Mice with diverse microbial exposure histories as a model for preclinical vaccine testing

Laboratory mice comprise an expeditious model for preclinical vaccine testing; however, vaccine immunogenicity in these models often inadequately translates to humans. Reconstituting physiologic microbial experience to specific pathogen-free (SPF) mice induces durable immunological changes that better recapitulate human immunity. We examined whether mice with diverse microbial experience better model human responses post vaccination. We co-housed laboratory mice with pet-store mice, which have varied microbial exposures, and then assessed immune responses to influenza vaccines. Human transcriptional responses to influenza vaccination are better recapitulated in co-housed mice.

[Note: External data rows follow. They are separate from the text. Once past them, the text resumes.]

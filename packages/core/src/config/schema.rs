//! Configuration schema for docker-host
//!
//! Defines the structure and defaults for the config.json file.

use serde::{Deserialize, Serialize};

use crate::docker::DEFAULT_TIMEOUT_SECS;
use crate::host::DockerMachine;

/// Main configuration structure for docker-host
///
/// Serialized to/from `~/.config/docker-host/config.json`
#[derive(Debug, Clone, Serialize, Deserialize, PartialEq)]
#[serde(deny_unknown_fields)]
pub struct Config {
    /// Config file version for migrations
    pub version: u32,

    /// Provisioning binary used for managed hosts (default: "docker-machine")
    #[serde(default = "default_machine_binary")]
    pub machine_binary: String,

    /// Daemon request timeout in seconds (default: 120)
    #[serde(default = "default_daemon_timeout_secs")]
    pub daemon_timeout_secs: u64,
}

fn default_machine_binary() -> String {
    DockerMachine::DEFAULT_BINARY.to_string()
}

fn default_daemon_timeout_secs() -> u64 {
    DEFAULT_TIMEOUT_SECS
}

impl Default for Config {
    fn default() -> Self {
        Self {
            version: 1,
            machine_binary: default_machine_binary(),
            daemon_timeout_secs: default_daemon_timeout_secs(),
        }
    }
}

impl Config {
    /// Create a new Config with default values
    pub fn new() -> Self {
        Self::default()
    }
}
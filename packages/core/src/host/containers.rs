//! Container enumeration
//!
//! Lists containers through a host's current connection and turns each id
//! into a [`ContainerHandle`]. Nothing is cached between calls.

use std::sync::Arc;

use futures_util::stream::{self, StreamExt, TryStreamExt};

use super::connection::HostConnection;
use super::error::HostError;
use crate::docker::{ContainerQuery, DaemonClient, DockerError};

/// A container discovered on a host
///
/// Carries the connection it was found under so it can be addressed later
/// on its own. It describes the moment of enumeration only.
#[derive(Debug, Clone)]
pub struct ContainerHandle {
    id: String,
    name: String,
    connection: Arc<HostConnection>,
}

impl ContainerHandle {
    pub fn id(&self) -> &str {
        &self.id
    }

    pub fn name(&self) -> &str {
        &self.name
    }

    pub fn connection(&self) -> &Arc<HostConnection> {
        &self.connection
    }
}

/// Options for listing containers
#[derive(Debug, Clone, PartialEq, Eq)]
pub struct ListOptions {
    /// Include containers that are not running (default: true)
    pub include_stopped: bool,
    /// Filter expression passed to the daemon as given
    pub filter: Option<String>,
}

impl Default for ListOptions {
    fn default() -> Self {
        Self::all()
    }
}

impl ListOptions {
    /// Every container regardless of state
    pub fn all() -> Self {
        Self {
            include_stopped: true,
            filter: None,
        }
    }

    /// Running containers only
    pub fn running() -> Self {
        Self {
            include_stopped: false,
            filter: None,
        }
    }

    pub fn with_filter(mut self, filter: impl Into<String>) -> Self {
        self.filter = Some(filter.into());
        self
    }

    fn query(&self) -> ContainerQuery {
        ContainerQuery {
            all: self.include_stopped,
            filter: self.filter.clone().filter(|f| !f.is_empty()),
        }
    }
}

/// Upper bound on container inspects in flight during one enumeration
pub const MAX_CONCURRENT_INSPECTS: usize = 8;

/// List containers, treating any query failure as "no containers"
///
/// A host without a connection also yields an empty list. Containers whose
/// follow-up inspect fails are skipped.
pub async fn list_containers<D: DaemonClient>(
    daemon: &D,
    connection: Option<&Arc<HostConnection>>,
    options: &ListOptions,
) -> Vec<ContainerHandle> {
    let Some(connection) = connection else {
        tracing::debug!("No resolved connection, no containers to list");
        return Vec::new();
    };

    let session = match daemon.open(connection) {
        Ok(session) => session,
        Err(e) => {
            tracing::warn!(
                "Cannot connect to {}, reporting no containers: {}",
                connection.endpoint(),
                e
            );
            return Vec::new();
        }
    };

    let query = options.query();
    let ids = match daemon.list_container_ids(&session, &query).await {
        Ok(ids) => ids,
        Err(e) => {
            tracing::warn!(
                "Container list on {} failed, reporting none: {}",
                connection.endpoint(),
                e
            );
            return Vec::new();
        }
    };

    let session = &session;
    let handles: Vec<Option<ContainerHandle>> = stream::iter(ids)
        .map(|id| async move {
            match daemon.inspect_container_name(session, &id).await {
                Ok(name) => Some(handle(id, name, connection)),
                Err(e) => {
                    tracing::warn!("Skipping container {}: {}", id, e);
                    None
                }
            }
        })
        .buffered(MAX_CONCURRENT_INSPECTS)
        .collect()
        .await;

    handles.into_iter().flatten().collect()
}

/// List containers, propagating daemon failures
pub async fn try_list_containers<D: DaemonClient>(
    daemon: &D,
    host: &str,
    connection: Option<&Arc<HostConnection>>,
    options: &ListOptions,
) -> Result<Vec<ContainerHandle>, HostError> {
    let connection = connection.ok_or_else(|| HostError::NotConnected(host.to_string()))?;
    let daemon_error = |source: DockerError| HostError::Daemon {
        host: host.to_string(),
        source,
    };

    let session = daemon.open(connection).map_err(daemon_error)?;
    let query = options.query();
    let ids = daemon
        .list_container_ids(&session, &query)
        .await
        .map_err(daemon_error)?;

    let session = &session;
    stream::iter(ids)
        .map(|id| async move {
            let name = daemon.inspect_container_name(session, &id).await?;
            Ok::<_, DockerError>(handle(id, name, connection))
        })
        .buffered(MAX_CONCURRENT_INSPECTS)
        .try_collect::<Vec<_>>()
        .await
        .map_err(daemon_error)
}

fn handle(id: String, name: String, connection: &Arc<HostConnection>) -> ContainerHandle {
    ContainerHandle {
        id,
        name,
        connection: Arc::clone(connection),
    }
}
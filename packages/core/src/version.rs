//! Version information for docker-host

use bollard::API_DEFAULT_VERSION;

/// Get the current version string
pub fn get_version() -> String {
    env!("CARGO_PKG_VERSION").to_string()
}

/// Docker Engine API version requested from daemons
pub fn get_api_version() -> String {
    format!(
        "{}.{}",
        API_DEFAULT_VERSION.major_version, API_DEFAULT_VERSION.minor_version
    )
}

/// Get the long version string with build information
///
/// CI may set DOCKER_HOST_GIT_HASH and DOCKER_HOST_BUILD_DATE at build time.
pub fn get_version_long() -> String {
    let git_hash = option_env!("DOCKER_HOST_GIT_HASH").unwrap_or("unknown");
    let build_date = option_env!("DOCKER_HOST_BUILD_DATE").unwrap_or("unknown");

    format!(
        "{} (docker api: {}, git: {git_hash}, built: {build_date})",
        get_version(),
        get_api_version()
    )
}

#[cfg(test)]
mod tests {
    use super::*;

    #[test]
    fn test_get_version_returns_valid_semver() {
        let version = get_version();
        let parts: Vec<&str> = version.split('.').collect();
        assert!(parts.len() >= 2, "Version should have at least major.minor");
    }

    #[test]
    fn test_get_version_long_contains_versions() {
        let long = get_version_long();
        assert!(long.contains(&get_version()));
        assert!(long.contains(&format!("docker api: {}", get_api_version())));
    }
}
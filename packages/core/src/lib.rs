//! docker-host-core - Core library for docker-host
//!
//! Resolves connections to Docker daemons, either configured directly
//! (native hosts) or running inside machines driven by a provisioning tool
//! (managed hosts), and enumerates containers over those connections.

pub mod config;
pub mod docker;
pub mod host;
pub mod version;

pub use config::{Config, load_config, save_config};
pub use docker::{BollardDaemon, DaemonClient, DockerClient, DockerError};
pub use host::{
    ContainerHandle, DockerHost, Host, HostConnection, HostEntry, HostError, HostIdentity,
    HostKind, HostsFile, LifecycleOperation, LifecycleState, ListOptions, ManagedHost, NativeHost,
    load_hosts, save_hosts,
};
pub use version::{get_version, get_version_long};
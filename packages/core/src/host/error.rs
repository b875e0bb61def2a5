//! Host-specific error types
//!
//! Errors that can occur while resolving, driving, or storing Docker hosts.

use std::fmt;
use std::path::PathBuf;

use thiserror::Error;

use super::connection::LifecycleState;
use crate::docker::DockerError;

/// Lifecycle operation named in error messages
#[derive(Debug, Clone, Copy, PartialEq, Eq)]
pub enum LifecycleOperation {
    Start,
    Stop,
    Remove,
    Inspect,
}

impl fmt::Display for LifecycleOperation {
    fn fmt(&self, f: &mut fmt::Formatter<'_>) -> fmt::Result {
        match self {
            LifecycleOperation::Start => write!(f, "start"),
            LifecycleOperation::Stop => write!(f, "stop"),
            LifecycleOperation::Remove => write!(f, "remove"),
            LifecycleOperation::Inspect => write!(f, "inspect"),
        }
    }
}

/// Errors that can occur during host operations
#[derive(Error, Debug)]
pub enum HostError {
    /// Required native configuration is missing
    #[error("Host '{host}' is not configured: {reason}")]
    Configuration { host: String, reason: String },

    /// Expected certificate file is absent
    #[error("Certificate not found: {}", .path.display())]
    CertificateNotFound { path: PathBuf },

    /// Certificate file is present but unusable
    #[error("Invalid certificate {}: {reason}", .path.display())]
    CertificateParse { path: PathBuf, reason: String },

    /// Lifecycle operation attempted on a native host
    #[error("Cannot {operation} host '{host}': native hosts are not managed by docker-host")]
    InvalidState {
        host: String,
        operation: LifecycleOperation,
    },

    /// Lifecycle operation not allowed from the current state
    #[error("Cannot {operation} host '{host}' while it is {state}")]
    IllegalTransition {
        host: String,
        operation: LifecycleOperation,
        state: LifecycleState,
    },

    /// The machine provisioner reported a failure
    #[error("Failed to {operation} host '{host}': {message}")]
    OperationFailed {
        host: String,
        operation: LifecycleOperation,
        message: String,
    },

    /// Container query against the host's daemon failed
    #[error("Docker daemon query failed for host '{host}': {source}")]
    Daemon {
        host: String,
        #[source]
        source: DockerError,
    },

    /// Host has no resolved connection (removed, or never resolved)
    #[error("Host '{0}' has no resolved connection")]
    NotConnected(String),

    /// Host not found in hosts.json
    #[error("Host not found: {0}")]
    NotFound(String),

    /// Host name is already registered in hosts.json
    #[error("Host already exists: {0}")]
    AlreadyExists(String),

    /// Failed to load hosts file
    #[error("Failed to load hosts file: {0}")]
    LoadFailed(String),

    /// Failed to save hosts file
    #[error("Failed to save hosts file: {0}")]
    SaveFailed(String),
}

#[cfg(test)]
mod tests {
    use super::*;

    #[test]
    fn lifecycle_errors_name_host_and_state() {
        let err = HostError::IllegalTransition {
            host: "dev".to_string(),
            operation: LifecycleOperation::Start,
            state: LifecycleState::Running,
        };
        assert_eq!(err.to_string(), "Cannot start host 'dev' while it is running");

        let err = HostError::InvalidState {
            host: "local".to_string(),
            operation: LifecycleOperation::Remove,
        };
        assert!(err.to_string().contains("remove host 'local'"));
    }

    #[test]
    fn certificate_errors_show_path() {
        let err = HostError::CertificateNotFound {
            path: PathBuf::from("/certs/ca.pem"),
        };
        assert!(err.to_string().contains("/certs/ca.pem"));
    }
}
//! XDG-compliant path resolution for docker-host
//!
//! Provides consistent path resolution across platforms:
//! - Linux/macOS: ~/.config/docker-host/
//! - Windows: %APPDATA%\docker-host\

use std::path::PathBuf;

const APP_DIR_NAME: &str = "docker-host";

/// Get the configuration directory path
///
/// Returns the directory where config.json and hosts.json are stored:
/// - Linux: `~/.config/docker-host/`
/// - macOS: `~/.config/docker-host/` (XDG-style, not ~/Library)
/// - Windows: `%APPDATA%\docker-host\`
pub fn get_config_dir() -> Option<PathBuf> {
    #[cfg(any(target_os = "linux", target_os = "macos"))]
    {
        directories::BaseDirs::new().map(|dirs| dirs.home_dir().join(".config").join(APP_DIR_NAME))
    }
    #[cfg(target_os = "windows")]
    {
        directories::BaseDirs::new()
            .map(|dirs| dirs.config_dir().to_path_buf())
            .map(|d| d.join(APP_DIR_NAME))
    }
    #[cfg(not(any(target_os = "linux", target_os = "macos", target_os = "windows")))]
    {
        None
    }
}

/// Get the full path to the config file
///
/// Returns: `{config_dir}/config.json`
pub fn get_config_path() -> Option<PathBuf> {
    get_config_dir().map(|d| d.join("config.json"))
}

/// Get the full path to the hosts registry file
///
/// Returns: `{config_dir}/hosts.json`
pub fn get_hosts_path() -> Option<PathBuf> {
    get_config_dir().map(|d| d.join("hosts.json"))
}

Although SPF and co-housed mice were comparably susceptible to acute influenza infection, vaccine-induced humoral responses were dampened in co-housed mice, resulting in poor control upon challenge. Additionally, protective heterosubtypic T cell immunity was compromised in co-housed mice. Because SPF mice exaggerated humoral and T cell protection upon influenza vaccination, reconstituting microbial experience in laboratory mice through co-housing may better inform preclinical vaccine testing.

Automated summary

Laboratory mice co-housed with pet store mice, which have diverse microbial exposures, better mimic human immune responses to influenza vaccines. While both SPF and co-housed mice showed similar susceptibility to acute influenza infection, vaccine-induced humoral and T cell immune responses were dampened in the co-housed mice, leading to poor control upon challenge.